Tihuța Pass (Pasul Tihuța, also called Pasul Bârgău; Borgói-hágó or Burgó) is a high mountain pass in the Eastern Carpathian Mountains of Romania, between the Bârgău Mountains to the north and the Călimani Mountains to the south. The 1201 m-high pass connects Bistrița (Transylvania) with Vatra Dornei (Bukovina, Moldavia). Its western side is located in Piatra Fântânele village, Tiha Bârgăului, Bistrița-Năsăud County; the eastern side is in Căsoi village, Poiana Stampei, Suceava County. The Tihuța Pass is crossed by national road DN17 (part of European route E58), which starts in Dej and ends in Suceava.

The pass was made famous by Bram Stoker's novel Dracula, where, termed as "the Borgo Pass", it was the gateway to the realm of Count Dracula. Stoker most likely found the name on a contemporary map; he never actually visited the area.
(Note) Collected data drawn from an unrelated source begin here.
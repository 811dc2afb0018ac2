//! Lifecycle state tags for object and request records.
//!
//! Records carry their state as a plain string so that the storage layer
//! round-trips tags it does not know about. These constants are the set the
//! driver itself writes.

/// States of a single managed object.
pub struct ObjectStates;

impl ObjectStates {
    pub const CREATE_REQUESTED: &'static str = "CREATE_REQUESTED";
    pub const CREATED: &'static str = "CREATED";
    pub const CREATE_FAILED: &'static str = "CREATE_FAILED";
    pub const UPDATE_REQUESTED: &'static str = "UPDATE_REQUESTED";
    pub const UPDATED: &'static str = "UPDATED";
    pub const UPDATE_FAILED: &'static str = "UPDATE_FAILED";
    pub const DELETE_REQUESTED: &'static str = "DELETE_REQUESTED";
    pub const DELETED: &'static str = "DELETED";
    pub const DELETE_FAILED: &'static str = "DELETE_FAILED";

    pub const ALL: [&'static str; 9] = [
        Self::CREATE_REQUESTED,
        Self::CREATED,
        Self::CREATE_FAILED,
        Self::UPDATE_REQUESTED,
        Self::UPDATED,
        Self::UPDATE_FAILED,
        Self::DELETE_REQUESTED,
        Self::DELETED,
        Self::DELETE_FAILED,
    ];

    pub fn is_failure(state: &str) -> bool {
        matches!(
            state,
            ObjectStates::CREATE_FAILED
                | ObjectStates::UPDATE_FAILED
                | ObjectStates::DELETE_FAILED
        )
    }

    /// A requested state is still waiting on the cluster.
    pub fn is_pending(state: &str) -> bool {
        matches!(
            state,
            ObjectStates::CREATE_REQUESTED
                | ObjectStates::UPDATE_REQUESTED
                | ObjectStates::DELETE_REQUESTED
        )
    }
}

/// States of a request made against a group.
pub struct RequestStates;

impl RequestStates {
    pub const IN_PROGRESS: &'static str = "IN_PROGRESS";
    pub const COMPLETE: &'static str = "COMPLETE";
    pub const FAILED: &'static str = "FAILED";

    pub fn is_failure(state: &str) -> bool {
        state == RequestStates::FAILED
    }

    pub fn is_terminal(state: &str) -> bool {
        matches!(state, RequestStates::COMPLETE | RequestStates::FAILED)
    }
}
//! [`RequestRecord`]: one externally initiated operation against a group.

use crate::records::states::RequestStates;
use serde::{Deserialize, Serialize};
use std::fmt;

#[derive(Debug, Clone, PartialEq, Serialize, Deserialize)]
pub struct RequestRecord {
    pub uid: String,
    pub operation: String,
    pub state: String,
    #[serde(default, skip_serializing_if = "Option::is_none")]
    pub error: Option<String>,
}

impl RequestRecord {
    /// A freshly accepted request, `IN_PROGRESS`.
    pub fn new(uid: impl Into<String>, operation: impl Into<String>) -> Self {
        Self {
            uid: uid.into(),
            operation: operation.into(),
            state: RequestStates::IN_PROGRESS.to_string(),
            error: None,
        }
    }

    /// Same as [`RequestRecord::new`] with a random v4 uid.
    pub fn generate(operation: impl Into<String>) -> Self {
        Self::new(uuid::Uuid::new_v4().to_string(), operation)
    }

    pub fn with_state(mut self, state: impl Into<String>) -> Self {
        self.state = state.into();
        self
    }

    pub fn with_error(mut self, error: impl Into<String>) -> Self {
        self.error = Some(error.into());
        self
    }

    pub fn complete(&mut self) {
        self.state = RequestStates::COMPLETE.to_string();
        self.error = None;
    }

    pub fn fail(&mut self, error: impl Into<String>) {
        self.state = RequestStates::FAILED.to_string();
        self.error = Some(error.into());
    }

    pub fn is_terminal(&self) -> bool {
        RequestStates::is_terminal(&self.state)
    }
}

impl fmt::Display for RequestRecord {
    fn fmt(&self, f: &mut fmt::Formatter<'_>) -> fmt::Result {
        write!(
            f,
            "RequestRecord(uid: {}, operation: {}, state: {}",
            self.uid, self.operation, self.state
        )?;
        if let Some(error) = &self.error {
            write!(f, ", error: {}", error)?;
        }
        write!(f, ")")
    }
}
Today the pass is home to Hotel "Castel Dracula"; located at an elevation of 1116 m, the hotel was built in 1976 and adopted its current name after 1989. The hotel has become quite an attraction due to its architectural style of a medieval villa, as well as the connection to the novel. In 2018 the property was put up for sale.

Close to the Tihuța Pass is the Piatra Fântânele Monastery, which dates from 1928. The ensemble is dominated by a 31 m metal cross; built in 2010, this is the tallest such structure in Romania.

The Tihuța Pass is now part of the Via Transilvanica long-distance trail; it belongs to the 277 km-long The Highlands section of the trail, which runs from Bistrița to Poiana Stampei.